The difference between your mood and emotions, your way of reacting, your overall perspective on a good day vs. a bad day is striking. I sometimes have a hard time reconciling the vast difference. Bad days are like bad dreams that you can’t see outside of…the dreams during which you don’t realize you’re dreaming. When you wake up—once it’s over—the Bad Day can often seem inconsequential and insignificant—as though everything was a huge deal in the dream but then seems so silly when you look back it. Sometimes it doesn’t even make sense.

If you can take the time to focus on the reality that this is just a phase, whether it’s just a Bad Day or a Bad Month or a Bad Season, you can reach down into your heart and find the Good Day feeling. That’s you, and it’s always there. Believe me when I say it’s always there. It’s just being pushed down in favour of the dominant, wretched Bad Day feelings.

So how do you reconcile the differences?

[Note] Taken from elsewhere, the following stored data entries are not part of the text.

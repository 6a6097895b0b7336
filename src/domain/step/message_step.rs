//! MessageStep - Text sent to the user that expects no reply.

use std::fmt;
use std::sync::Arc;

use super::StepError;
use crate::domain::form::field::ActivePredicate;
use crate::domain::form::{render, FormPrompt, MessageGenerator};
use crate::domain::foundation::FormData;

/// Where a message's text comes from.
#[derive(Clone)]
pub enum MessageSource {
    /// A template; `{name}` is replaced by the described value of field `name`.
    Pattern(String),
    Generated(Arc<dyn MessageGenerator>),
}

impl fmt::Debug for MessageSource {
    fn fmt(&self, f: &mut fmt::Formatter<'_>) -> fmt::Result {
        match self {
            MessageSource::Pattern(pattern) => f.debug_tuple("Pattern").field(pattern).finish(),
            MessageSource::Generated(_) => f.write_str("Generated"),
        }
    }
}

/// Informational text that expects no reply.
#[derive(Clone)]
pub struct MessageStep {
    name: String,
    source: MessageSource,
    active: Option<ActivePredicate>,
    dependencies: Vec<String>,
    generated: Option<FormPrompt>,
}

impl fmt::Debug for MessageStep {
    fn fmt(&self, f: &mut fmt::Formatter<'_>) -> fmt::Result {
        f.debug_struct("MessageStep")
            .field("name", &self.name)
            .field("source", &self.source)
            .field("dependencies", &self.dependencies)
            .finish_non_exhaustive()
    }
}

impl MessageStep {
    pub fn new(
        name: impl Into<String>,
        source: MessageSource,
        active: Option<ActivePredicate>,
        dependencies: Vec<String>,
    ) -> Self {
        Self {
            name: name.into(),
            source,
            active,
            dependencies,
            generated: None,
        }
    }

    pub fn name(&self) -> &str {
        &self.name
    }

    pub fn dependencies(&self) -> &[String] {
        &self.dependencies
    }

    pub fn is_active(&self, data: &FormData) -> bool {
        self.active.as_ref().map_or(true, |active| active(data))
    }

    pub async fn define(&mut self, data: &FormData) -> Result<bool, StepError> {
        if let MessageSource::Generated(generator) = &self.source {
            self.generated = Some(generator.generate(data).await?);
        }
        Ok(true)
    }

    pub fn start(&self, values: &[(String, String)]) -> FormPrompt {
        match (&self.source, &self.generated) {
            (MessageSource::Pattern(pattern), _) => {
                let args: Vec<(&str, &str)> = values
                    .iter()
                    .map(|(name, value)| (name.as_str(), value.as_str()))
                    .collect();
                FormPrompt::new(render(pattern, &args))
            }
            (MessageSource::Generated(_), Some(prompt)) => prompt.clone(),
            (MessageSource::Generated(_), None) => FormPrompt::default(),
        }
    }
}
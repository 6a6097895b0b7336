//! Application handlers.
//!
//! Command handlers that orchestrate domain operations.

pub mod form;

pub use form::{
    // Dialog
    EntityInput, FormDialog, TurnOutcome,
    // Commands and Results
    ProcessTurnCommand, ProcessTurnError, ProcessTurnHandler, ProcessTurnResult,
    // Errors
    CancelReason, FormCanceled, FormFault,
};
//! Strongly-typed identifier value objects.

use serde::{Deserialize, Serialize};
use std::fmt;
use std::str::FromStr;
use uuid::Uuid;

/// Unique identifier for a conversation filling in a form.
#[derive(Debug, Clone, Copy, PartialEq, Eq, Hash, Serialize, Deserialize)]
#[serde(transparent)]
pub struct ConversationId(Uuid);

impl ConversationId {
    /// Creates a new random ConversationId.
    pub fn new() -> Self {
        Self(Uuid::new_v4())
    }

    /// Creates a ConversationId from an existing UUID.
    pub fn from_uuid(uuid: Uuid) -> Self {
        Self(uuid)
    }

    /// Returns the inner UUID.
    pub fn as_uuid(&self) -> &Uuid {
        &self.0
    }
}

impl Default for ConversationId {
    fn default() -> Self {
        Self::new()
    }
}

impl fmt::Display for ConversationId {
    fn fmt(&self, f: &mut fmt::Formatter<'_>) -> fmt::Result {
        write!(f, "{}", self.0)
    }
}

impl FromStr for ConversationId {
    type Err = uuid::Error;

    fn from_str(s: &str) -> Result<Self, Self::Err> {
        Ok(Self(Uuid::parse_str(s)?))
    }
}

How do you reach out and link arms with the happiness and joy and the real you that is buried under the sadness?

Well, counselling or talking to someone is a great option—but you could start with this: when you’re having a good day, when you feel like you’re living out your life with purpose, when the stars seem to align and the birds are singing a sweet chorus and you feel the warmth of God’s love everywhere, when you recognize your value and when you feel happy and just want to help others out of that surplus, write yourself a letter.

Tell yourself how you really feel about yourself. Tell the truth. Remind yourself of how lucky you are and of all the things you have. Make a list of what you know you are truly thankful for. Tell yourself all the things you like about yourself. Tell yourself all the things you don’t love about yourself but you’ve accepted. Crack a joke. Dish out some wisdom. Reassure yourself that “the heart of life is good,” as John Mayer says, and that you’re going to be OK. You can become drenched in a rainstorm, but it’s just water; it will dry.

Within feelings of hopelessness, waves of crushing sadness, indecision, and scattered thoughts, it can be really hard to remember these things, yet it’s extremely crucial that you do. You know yourself better than anyone else does, so it stands to reason that you will know what you need to hear when you’re going through a rough time.

I did this for myself this year, and I’ve already gone back to that letter more than once. It has really helped.

We can struggle with reaching out to others and saying that we need help, and I would definitely recommend finding the courage to do it, but at the very least, as a small but meaningful start, you can have something written in your own hand, for your own self, reminding yourself of your value and your purpose. Remind yourself of the truth that exists underneath the storm clouds that threaten rain.

Friends, family, mentors and counsellors are all really important and can make a huge difference in helping you through bad days. Just don’t forget the strength you have within yourself, to help yourself gain perspective and emotional balance.

Write a letter to yourself on a good day, and read it on a bad day.